Using Composite Fillings For Gum Recession

Do you have gum recession that’s exposed your tooth roots causing you pain and sensitivity? Are you concerned about aesthetics, root decay and tooth loss? Composite fillings can offer you a solution. They can be used to cover exposed roots providing a cost-effective, minimally invasive solution with highly esthetic results.  

Gum Recession Explained And Its Causes

Gum recession, or to use its formal name, gingival recession, is when the edge of the gum tissue shrinks or pulls back from the teeth. The teeth appear longer as tooth roots become uncovered

Due to genetics, some people have thin fragile gums which put them at an increased risk of receding gums. Other causes include

  • Periodontal disease
  • Accumulation of plaque
  • Inflammation
  • Poor oral hygiene
  • Improper brushing and flossing habits
  • Oral piercings
  • Unstable bite
  • Misaligned teeth
  • Bruxism (tooth grinding)
  • Loss of bone density in the jaw
  • Smoking
  • Hormonal changes eg menopause (2)

This can have several consequences including

  • Gingivitis
  • Periodontitis
  • Hypersensitivity
  • Root decay
  • Poor aesthetics
  • Food packing

With a prevalence ranging from 37.8% (in the 30–39 age group) to 90.4% (the 80–90 age group), it is a problem affecting all ages to varying degrees and many people search for a solution (1). Composite bonding is one solution.

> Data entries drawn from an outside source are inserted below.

// tracing-subscriber setup for host applications.

use tracing::Level;
use tracing_subscriber::EnvFilter;

use crate::ConfigError;

/// Logging options. `RUST_LOG` always wins over `default_filter`.
#[derive(Debug, Clone)]
pub struct LogOptions {
    pub default_filter: String,
    /// Emit newline-delimited JSON instead of the human format.
    pub json: bool,
    pub with_target: bool,
}

impl Default for LogOptions {
    fn default() -> Self {
        Self {
            default_filter: "warn".into(),
            json: false,
            with_target: false,
        }
    }
}

const SDK_TARGETS: [&str; 3] = ["bds_api", "bds_config", "bds_core"];

impl LogOptions {
    /// SDK crates log at `level`; everything else stays at `warn`.
    pub fn for_level(level: Level) -> Self {
        Self {
            default_filter: sdk_filter(level),
            ..Self::default()
        }
    }
}

/// `EnvFilter` directives raising the SDK crates to `level`.
pub fn sdk_filter(level: Level) -> String {
    let level = level.as_str().to_ascii_lowercase();
    let mut directives = vec!["warn".to_owned()];
    directives.extend(SDK_TARGETS.iter().map(|target| format!("{target}={level}")));
    directives.join(",")
}

/// Install the global subscriber. Fails if one is already installed.
pub fn init(options: &LogOptions) -> Result<(), ConfigError> {
    let filter = EnvFilter::try_from_default_env()
        .unwrap_or_else(|_| EnvFilter::new(&options.default_filter));

    let builder = tracing_subscriber::fmt()
        .with_env_filter(filter)
        .with_target(options.with_target);

    let result = if options.json {
        builder.json().try_init()
    } else {
        builder.try_init()
    };
    result.map_err(|e| ConfigError::Logging(e.to_string()))
}

#[cfg(test)]
mod tests {
    use super::*;

    #[test]
    fn level_applies_to_sdk_crates_only() {
        assert_eq!(
            sdk_filter(Level::DEBUG),
            "warn,bds_api=debug,bds_config=debug,bds_core=debug"
        );
        let options = LogOptions::for_level(Level::TRACE);
        assert!(options.default_filter.contains("bds_core=trace"));
        assert!(EnvFilter::try_new(&options.default_filter).is_ok());
    }

    #[test]
    fn second_init_fails() {
        let options = LogOptions::default();
        let first = init(&options);
        let second = init(&options);
        // Another test may have installed a subscriber first.
        assert!(first.is_err() || second.is_err());
        assert!(matches!(second, Err(ConfigError::Logging(_))));
    }
}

Using Composite Filling For Receding Gums

Composite Fillings for Gum Recession

Gumline fillings are used to treat receding gums when there is severe regression that’s difficult or impossible to restore.

How Composite Restoration Can Help

Gum-coloured composite resin in conjunction with tooth-coloured composite resin can be used to replace the lost gum tissue and cover the exposed roots. You could think of it as a gumline filling. It looks aesthetically pleasing, is quick to apply, cost-effective and minimally invasive. 

What Are Composite Resins

Composite resin has traditionally been used to place white fillings in cavities at the back of the mouth instead of silver amalgam fillings. This polymer can also be used to close gaps between teeth, repair chipped or cracked teeth and can also be used to cover exposed roots. 

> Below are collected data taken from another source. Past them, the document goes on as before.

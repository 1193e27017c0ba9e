// ── Navigation guard ──
//
// Routes carry `{auth, roles}` metadata. The metadata of every matched
// route (parent first) is merged, children overriding parents, and the
// result decides whether a navigation proceeds or goes to the login page.

use std::sync::{Arc, Mutex, MutexGuard};

use serde::{Deserialize, Serialize};
use tracing::debug;
use url::form_urlencoded;

use super::auth::AuthService;
use super::profile::ProfileService;

#[derive(Debug, Clone, Default, PartialEq, Eq, Serialize, Deserialize)]
#[serde(default)]
pub struct RouteMeta {
    #[serde(skip_serializing_if = "Option::is_none")]
    pub auth: Option<bool>,
    #[serde(skip_serializing_if = "Option::is_none")]
    pub roles: Option<Vec<String>>,
}

impl RouteMeta {
    pub fn auth() -> Self {
        Self {
            auth: Some(true),
            roles: None,
        }
    }

    pub fn roles<I, S>(roles: I) -> Self
    where
        I: IntoIterator<Item = S>,
        S: Into<String>,
    {
        Self {
            auth: Some(true),
            roles: Some(roles.into_iter().map(Into::into).collect()),
        }
    }

    /// Merge a matched chain, parent first. `None` when no route has
    /// metadata.
    pub fn merge(chain: &[Option<RouteMeta>]) -> Option<RouteMeta> {
        chain.iter().flatten().fold(None, |acc: Option<RouteMeta>, meta| {
            Some(match acc {
                None => meta.clone(),
                Some(parent) => RouteMeta {
                    auth: meta.auth.or(parent.auth),
                    roles: meta.roles.clone().or(parent.roles),
                },
            })
        })
    }

    fn requires_auth(&self) -> bool {
        self.auth.unwrap_or(false)
    }
}

/// Outcome of a guard check.
#[derive(Debug, Clone, PartialEq, Eq)]
pub enum Navigation {
    Proceed,
    /// Go to `path` instead, passing the requested location as `url`.
    Redirect { path: String, url: String },
    /// The guard is paused; the navigation is replayed by `resume`.
    Deferred,
}

impl Navigation {
    /// Redirect target as `path?url=...`.
    pub fn location(&self) -> Option<String> {
        match self {
            Self::Redirect { path, url } => {
                let query: String = form_urlencoded::Serializer::new(String::new())
                    .append_pair("url", url)
                    .finish();
                Some(format!("{path}?{query}"))
            }
            Self::Proceed | Self::Deferred => None,
        }
    }
}

/// Session facts the guard decides on.
pub trait AccessPolicy: Send + Sync {
    fn is_authenticated(&self) -> bool;
    fn is_in_one_of_roles(&self, roles: &[String]) -> bool;
}

/// Policy backed by the live session and profile.
pub struct SessionPolicy {
    auth: AuthService,
    profile: Arc<ProfileService>,
}

impl SessionPolicy {
    pub fn new(auth: AuthService, profile: Arc<ProfileService>) -> Self {
        Self { auth, profile }
    }
}

impl AccessPolicy for SessionPolicy {
    fn is_authenticated(&self) -> bool {
        self.auth.is_authenticated()
    }

    fn is_in_one_of_roles(&self, roles: &[String]) -> bool {
        self.profile.is_in_one_of_roles(roles)
    }
}

#[derive(Debug, Clone)]
pub struct GuardOptions {
    pub home_page: String,
    pub login_page: String,
}

impl Default for GuardOptions {
    fn default() -> Self {
        Self {
            home_page: "/".into(),
            login_page: "/login".into(),
        }
    }
}

/// A navigation held while the guard was paused.
#[derive(Debug, Clone, PartialEq, Eq)]
pub struct PendingNavigation {
    pub full_path: String,
    pub matched: Vec<Option<RouteMeta>>,
}

#[derive(Default)]
struct GuardState {
    paused: bool,
    pending: Option<PendingNavigation>,
}

pub struct RouteGuard {
    policy: Arc<dyn AccessPolicy>,
    options: GuardOptions,
    state: Mutex<GuardState>,
}

impl RouteGuard {
    pub fn new(policy: Arc<dyn AccessPolicy>, options: GuardOptions) -> Self {
        Self {
            policy,
            options,
            state: Mutex::new(GuardState::default()),
        }
    }

    pub fn options(&self) -> &GuardOptions {
        &self.options
    }

    fn state(&self) -> MutexGuard<'_, GuardState> {
        self.state.lock().expect("guard lock poisoned")
    }

    /// Decide a navigation to `full_path` whose matched route chain carries
    /// `matched` metadata.
    pub fn check(&self, full_path: &str, matched: &[Option<RouteMeta>]) -> Navigation {
        {
            let mut state = self.state();
            if state.paused {
                // Only the first navigation is replayed.
                if state.pending.is_none() {
                    state.pending = Some(PendingNavigation {
                        full_path: full_path.to_owned(),
                        matched: matched.to_vec(),
                    });
                }
                return Navigation::Deferred;
            }
        }
        self.decide(full_path, matched)
    }

    /// Hold navigations until [`resume`](Self::resume), e.g. while the
    /// session is being restored.
    pub fn pause(&self) {
        self.state().paused = true;
    }

    /// Lift the pause and decide the held navigation, if any.
    pub fn resume(&self) -> Option<(PendingNavigation, Navigation)> {
        let pending = {
            let mut state = self.state();
            state.paused = false;
            state.pending.take()
        }?;
        let decision = self.decide(&pending.full_path, &pending.matched);
        Some((pending, decision))
    }

    fn decide(&self, full_path: &str, matched: &[Option<RouteMeta>]) -> Navigation {
        let Some(meta) = RouteMeta::merge(matched) else {
            return Navigation::Proceed;
        };
        if !meta.requires_auth() {
            return Navigation::Proceed;
        }
        let allowed = self.policy.is_authenticated()
            && meta
                .roles
                .as_deref()
                .is_none_or(|roles| self.policy.is_in_one_of_roles(roles));
        if allowed {
            Navigation::Proceed
        } else {
            debug!(full_path, "navigation requires sign-in");
            Navigation::Redirect {
                path: self.options.login_page.clone(),
                url: full_path.to_owned(),
            }
        }
    }

    /// Where to go after sign-out: the home page when the current route
    /// needs a session.
    pub fn redirect_after_sign_out(&self, current: &[Option<RouteMeta>]) -> Option<String> {
        RouteMeta::merge(current)
            .filter(RouteMeta::requires_auth)
            .map(|_| self.options.home_page.clone())
    }

    /// Login page location returning to `url` (the home page by default).
    pub fn login_location(&self, url: Option<&str>) -> String {
        Navigation::Redirect {
            path: self.options.login_page.clone(),
            url: url.unwrap_or(&self.options.home_page).to_owned(),
        }
        .location()
        .unwrap_or_else(|| self.options.login_page.clone())
    }
}

#[cfg(test)]
#[allow(clippy::unwrap_used)]
mod tests {
    use super::*;
    use std::sync::atomic::{AtomicBool, Ordering};

    #[derive(Default)]
    struct FakePolicy {
        signed_in: AtomicBool,
        roles: Vec<String>,
    }

    impl AccessPolicy for FakePolicy {
        fn is_authenticated(&self) -> bool {
            self.signed_in.load(Ordering::SeqCst)
        }

        fn is_in_one_of_roles(&self, roles: &[String]) -> bool {
            roles.iter().any(|r| self.roles.contains(r))
        }
    }

    fn guard(signed_in: bool, roles: &[&str]) -> RouteGuard {
        let policy = FakePolicy {
            signed_in: AtomicBool::new(signed_in),
            roles: roles.iter().map(ToString::to_string).collect(),
        };
        RouteGuard::new(Arc::new(policy), GuardOptions::default())
    }

    #[test]
    fn child_metadata_overrides_parent() {
        let merged = RouteMeta::merge(&[
            Some(RouteMeta::roles(["ADMIN"])),
            None,
            Some(RouteMeta {
                auth: Some(false),
                roles: None,
            }),
        ])
        .unwrap();
        assert_eq!(merged.auth, Some(false));
        assert_eq!(merged.roles, Some(vec!["ADMIN".to_owned()]));
        assert_eq!(RouteMeta::merge(&[None, None]), None);
    }

    #[test]
    fn anonymous_users_are_sent_to_login() {
        let guard = guard(false, &[]);
        let decision = guard.check("/orders?page=2", &[Some(RouteMeta::auth())]);
        assert_eq!(
            decision,
            Navigation::Redirect {
                path: "/login".into(),
                url: "/orders?page=2".into(),
            }
        );
        assert_eq!(decision.location().unwrap(), "/login?url=%2Forders%3Fpage%3D2");
        assert_eq!(guard.check("/about", &[None]), Navigation::Proceed);
    }

    #[test]
    fn roles_are_enforced_for_signed_in_users() {
        let guard = guard(true, &["EDITOR"]);
        assert_eq!(
            guard.check("/edit", &[Some(RouteMeta::roles(["EDITOR"]))]),
            Navigation::Proceed
        );
        assert!(matches!(
            guard.check("/admin", &[Some(RouteMeta::roles(["ADMIN"]))]),
            Navigation::Redirect { .. }
        ));
    }

    #[test]
    fn paused_guard_replays_the_first_navigation() {
        let guard = guard(true, &[]);
        guard.pause();
        assert_eq!(guard.check("/first", &[Some(RouteMeta::auth())]), Navigation::Deferred);
        assert_eq!(guard.check("/second", &[]), Navigation::Deferred);

        let (pending, decision) = guard.resume().unwrap();
        assert_eq!(pending.full_path, "/first");
        assert_eq!(decision, Navigation::Proceed);
        assert!(guard.resume().is_none());
    }

    #[test]
    fn sign_out_leaves_protected_routes() {
        let guard = guard(false, &[]);
        assert_eq!(guard.redirect_after_sign_out(&[Some(RouteMeta::auth())]).as_deref(), Some("/"));
        assert_eq!(guard.redirect_after_sign_out(&[None]), None);
        assert_eq!(guard.login_location(None), "/login?url=%2F");
    }
}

As these resins are available in a range of colours dentists can match the colour of your teeth and your gums. 

Restoration Process

A dentist skilled in aesthetics will begin by selecting or preparing the correct shades of resin so that they closely resemble the natural shades of your gum tissue and your tooth. The surface is roughened and a conditioning liquid is applied. The composite resin is moulded and smoothed so it looks natural alongside your existing gum and teeth. The resin is hardened using a blue light.

Once hardened, the material is shaped and polished to achieve the desired appearance. The whole process usually takes about 30 to 60 minutes per tooth. You can walk out of the dental office the same day with a restored smile.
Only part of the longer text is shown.